You have the option of replacing the long XR OS irons with XR OS hybrids if you prefer; the hybrids are typically easier to get up in the air and are longer than equivalent numbered irons. While I don’t discuss the hybrids in this review, you should look out for a full review of them to be posted on Golfstead some time in the near future.
The stock shafts offered are the True Temper Speed Step 80 in steel and the Mitsubishi Fubuki AT in graphite. I thought the TT shaft, which I used during testing, provided nice balance through the swing and was light yet stable, although this can depend on the flex and the individual. Here are the specs of the irons:
|Name||Loft||Standard Length||Lie||Offset||Swing Weight (Steel)||Availability|
How do these irons perform?
Distance/Distance Control: The XR OS are definitely one of the longer irons I’ve tested in terms of pure ball speed potential, but perhaps not the longest. What’s important about these irons though is their ability to send the ball in the air with both speed and height for soft landings into greens. It’s easy to control your distances once you groove in your swing; once I did myself I was hitting my numbers very consistently.
Forgiveness: This is arguably the iron’s strongest attribute. Hits toward the heel and toe often see minimal loss in ball speed. How minimal? Well, for all but the worst of shots, mishits during my testing usually reached the green instead of coming up short — I can’t say the same for many other modern irons I’ve tested (even some GI irons). The XR OS irons also tend to straighten out slices and hooks and keep your ball from sailing too far off line. Yes, true to the claims, these are quite a bit more forgiving than the XR. Quite impressed overall.
Playability: Natural trajectories are high and straight, but with effort the flight can be altered. The XR OS irons are terrific for getting the ball up in the air from a wide variety of lies — rough, bunker, fairway, you name it, I found them to be playable and reliable in just about every situation.

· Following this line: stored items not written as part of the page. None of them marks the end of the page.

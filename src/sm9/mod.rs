//! The SM9 identity-based scheme (GB/T 38635, GM/T 0044) over the SM9 BN256
//! pairing-friendly curve.
//!
//! One [`setup`] call produces the domain parameters and the key authority's
//! master secret as an inseparable pair. Per-identity keys are extracted in
//! [`sig`] (signature system, user keys on G1) and [`enc`] (encryption
//! system, user keys on G2); the two systems are separated by the standard's
//! fixed function identifiers `hid1 = 0x01` and `hid3 = 0x03`, so a key
//! extracted for one use can never stand in for the other.
//!
//! Pairing and group arithmetic come from the [`sm9_core`] backend; this
//! module only ever consumes its public contract.

use core::fmt;

use alloc::vec::Vec;
use rand::{CryptoRng, RngCore};
use sm9_core::{Fr, G1, G2, Group};

use crate::codec::{self, Reader};
use crate::{Codec, Error};

pub(crate) mod hash;

pub mod enc;
pub mod kem;
pub mod sig;

pub use hash::DigestAlg;

/// Maximum identity length in bytes.
pub const MAX_ID_LEN: usize = 65535;

/// Serialized size of a G1 element (uncompressed x || y).
pub const G1_BYTES: usize = 64;

/// Serialized size of a G2 element.
pub const G2_BYTES: usize = 128;

/// Serialized size of a target-group element.
pub const GT_BYTES: usize = 384;

/// Serialized size of a scalar.
pub const SCALAR_BYTES: usize = 32;

/// Function identifier of the signature system.
pub(crate) const HID_SIGN: u8 = 0x01;

/// Function identifier of the encryption system.
pub(crate) const HID_ENCRYPT: u8 = 0x03;

/// Named curves known to the registry.
///
/// Only `sm9bn256v1` carries a pairing; the other recognized names exist so
/// that "known curve, but not pairing-friendly" and "unknown name" are
/// distinguishable failures.
#[derive(Clone, Copy, Debug, PartialEq, Eq)]
pub enum CurveId {
    /// The 256-bit Barreto-Naehrig curve of GB/T 38635.
    Sm9Bn256V1,
}

impl CurveId {
    /// Resolves a curve name.
    ///
    /// Returns [`Error::InvalidCurve`] for a recognized curve without a
    /// pairing and [`Error::NotNamedCurve`] for an unknown name.
    pub fn by_name(name: &str) -> Result<Self, Error> {
        match name {
            "sm9bn256v1" => Ok(CurveId::Sm9Bn256V1),
            "sm2p256v1" | "secp256k1" | "prime256v1" => Err(Error::InvalidCurve),
            _ => Err(Error::NotNamedCurve),
        }
    }

    /// The registry name of this curve.
    pub fn name(self) -> &'static str {
        match self {
            CurveId::Sm9Bn256V1 => "sm9bn256v1",
        }
    }
}

/// Domain parameters shared by every participant.
///
/// Holds the signature-system master public point `Ppub-s = [ks]P2` and the
/// encryption-system master public point `Ppub-e = [ks]P1`. Immutable and
/// safely shared read-only across threads.
#[derive(Clone, PartialEq)]
pub struct PublicParameters {
    pub(crate) curve: CurveId,
    pub(crate) ppub_s: G2,
    pub(crate) ppub_e: G1,
}

impl PublicParameters {
    /// The curve these parameters were generated on.
    pub fn curve(&self) -> CurveId {
        self.curve
    }
}

impl fmt::Debug for PublicParameters {
    fn fmt(&self, f: &mut fmt::Formatter<'_>) -> fmt::Result {
        f.debug_struct("PublicParameters")
            .field("curve", &self.curve.name())
            .finish()
    }
}

/// The key authority's master secret.
///
/// Generated together with [`PublicParameters`] by [`setup`]; the pair never
/// diverges. Must never leave the issuing authority's process boundary.
#[derive(Clone, PartialEq)]
pub struct MasterSecret {
    pub(crate) ks: Fr,
}

impl fmt::Debug for MasterSecret {
    fn fmt(&self, f: &mut fmt::Formatter<'_>) -> fmt::Result {
        f.write_str("MasterSecret(..)")
    }
}

/// Generates domain parameters and the matching master secret.
pub fn setup<R: RngCore + CryptoRng>(
    curve: CurveId,
    rng: &mut R,
) -> Result<(PublicParameters, MasterSecret), Error> {
    let CurveId::Sm9Bn256V1 = curve;
    let ks = rand_fr(rng);

    Ok((
        PublicParameters {
            curve,
            ppub_s: G2::one() * ks,
            ppub_e: G1::one() * ks,
        },
        MasterSecret { ks },
    ))
}

/// Draws a uniformly random nonzero scalar.
pub(crate) fn rand_fr<R: RngCore + CryptoRng>(rng: &mut R) -> Fr {
    loop {
        let mut buf = [0u8; SCALAR_BYTES];
        rng.fill_bytes(&mut buf);
        if let Some(fr) = Fr::from_slice(&buf) {
            if !fr.is_zero() {
                return fr;
            }
        }
    }
}

pub(crate) fn check_id(id: &[u8]) -> Result<(), Error> {
    if id.is_empty() {
        return Err(Error::InvalidId);
    }
    if id.len() > MAX_ID_LEN {
        return Err(Error::InvalidIdLength);
    }
    Ok(())
}

/// The shared extraction step: `t2 = ks * (H1(id || hid) + ks)^-1`.
pub(crate) fn extract_scalar(msk: &MasterSecret, id: &[u8], hid: u8) -> Result<Fr, Error> {
    check_id(id)?;
    let h = hash::h1(id, hid)?;
    let t1 = h + msk.ks;
    if t1.is_zero() {
        return Err(Error::ZeroId);
    }
    let t2 = msk.ks * t1.inverse().ok_or(Error::ComputePairingFailure)?;
    Ok(t2)
}

pub(crate) fn g1_to_bytes(p: &G1) -> [u8; G1_BYTES] {
    p.to_slice()
}

pub(crate) fn g1_from_bytes(bytes: &[u8]) -> Result<G1, Error> {
    G1::from_slice(bytes).map_err(|_| Error::InvalidInput)
}

pub(crate) fn g2_to_bytes(p: &G2) -> [u8; G2_BYTES] {
    p.to_slice()
}

pub(crate) fn g2_from_bytes(bytes: &[u8]) -> Result<G2, Error> {
    G2::from_slice(bytes).map_err(|_| Error::InvalidInput)
}

impl Codec for PublicParameters {
    fn to_bytes(&self) -> Vec<u8> {
        let mut content = Vec::new();
        codec::write_octet_string(&mut content, self.curve.name().as_bytes());
        codec::write_octet_string(&mut content, &g1_to_bytes(&self.ppub_e));
        codec::write_octet_string(&mut content, &g2_to_bytes(&self.ppub_s));
        codec::wrap_sequence(&content)
    }

    fn from_bytes(bytes: &[u8]) -> Result<Self, Error> {
        let mut r = Reader::new(bytes);
        let mut seq = r.read_sequence()?;
        r.finish()?;

        let name = seq.read_octet_string()?;
        let name = core::str::from_utf8(name).map_err(|_| Error::ParsePairing)?;
        let curve = CurveId::by_name(name).map_err(|_| Error::ParsePairing)?;

        let ppub_e = g1_from_bytes(seq.read_octet_string()?)?;
        let ppub_s = g2_from_bytes(seq.read_octet_string()?)?;
        seq.finish()?;

        Ok(PublicParameters {
            curve,
            ppub_s,
            ppub_e,
        })
    }
}

impl Codec for MasterSecret {
    fn to_bytes(&self) -> Vec<u8> {
        let mut content = Vec::new();
        codec::write_octet_string(&mut content, &self.ks.to_slice());
        codec::wrap_sequence(&content)
    }

    fn from_bytes(bytes: &[u8]) -> Result<Self, Error> {
        let mut r = Reader::new(bytes);
        let mut seq = r.read_sequence()?;
        r.finish()?;
        let ks_bytes: [u8; SCALAR_BYTES] = seq.read_octet_array()?;
        seq.finish()?;

        let ks = Fr::from_slice(&ks_bytes).ok_or(Error::InvalidInput)?;
        if ks.is_zero() {
            return Err(Error::InvalidKey);
        }
        Ok(MasterSecret { ks })
    }
}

What about look, sound and feel?
Look: As a more forgiving alternative to the XR, the XR OS naturally has a very thick top line, wide sole, large cavity and good amount of offset. This iron actually has one of the thickest top lines I’ve ever seen. One thing I’m not really crazy about is the look of the short irons at address: the shorter, round blade coupled with the ultra-thick top line makes for a look that’s a little too fat and stout for my tastes, but I can understand how it would inspire confidence for beginners and high-handicappers. It’s larger than the XR, there’s no doubt. Shape aside, the XR OS has a similar badge design to the XR with a Callaway logo in the bottom-left and a blue/red/white striped XR logo through the center. These irons really look awesome in the bag.
Sound and Feel: The XR OS irons feel stable and solid across the entire face. During my testing I found that center strikes tended to have a touch of “clicky” hollowness that differentiated it from mishits which felt more solid and muted. This means that you get a confidence-inspiring feel at impact without completely throwing useful feedback out the window; kudos to Callaway for managing to pull this off.
Where should I buy these irons online?
Right now it’s difficult to find prices lower than the manufacturer’s price for the XR OS irons. Currently, XR OS sets, individual irons, ladies sets and ladies individual irons are all available on Amazon and the Callaway website. You can also find XR OS irons on Global Golf and Golfsmith among other places. Prices change and things go on sale, which is why you should visit all these locations and compare the prices for what you’re looking for — scroll up to the overview at the top of my review and open up new tabs for all the links I provide to do so quickly and easily.
The XR OS irons are perfect for the golfer who wants more forgiveness, excellent ball speed potential, more height on their iron shots and a larger head than the original XR can provide. This is a serious contender in the game-improvement market, one that I recommend all beginners and high-handicappers who have the budget at least try.